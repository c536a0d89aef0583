//! Fuzzy linkage of records across two registries.

pub mod batch;
pub mod fuzzy;
pub mod index;
pub mod matcher;

pub use batch::{link_all, Link, LinkRow};
pub use fuzzy::{Metric, Scorer};
pub use index::{coverage, LocalityCoverage, LocalityIndex};
pub use matcher::{records, BestMatch, LocalityGate, Matcher, Record};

------------------------------------

## EXERCISE AIM
Your task is to find every line above containing the word "records" and copy it.

## EXERCISE OUTPUT
//! Fuzzy linkage of records across two registries.
pub use matcher::{records, BestMatch, LocalityGate, Matcher, Record};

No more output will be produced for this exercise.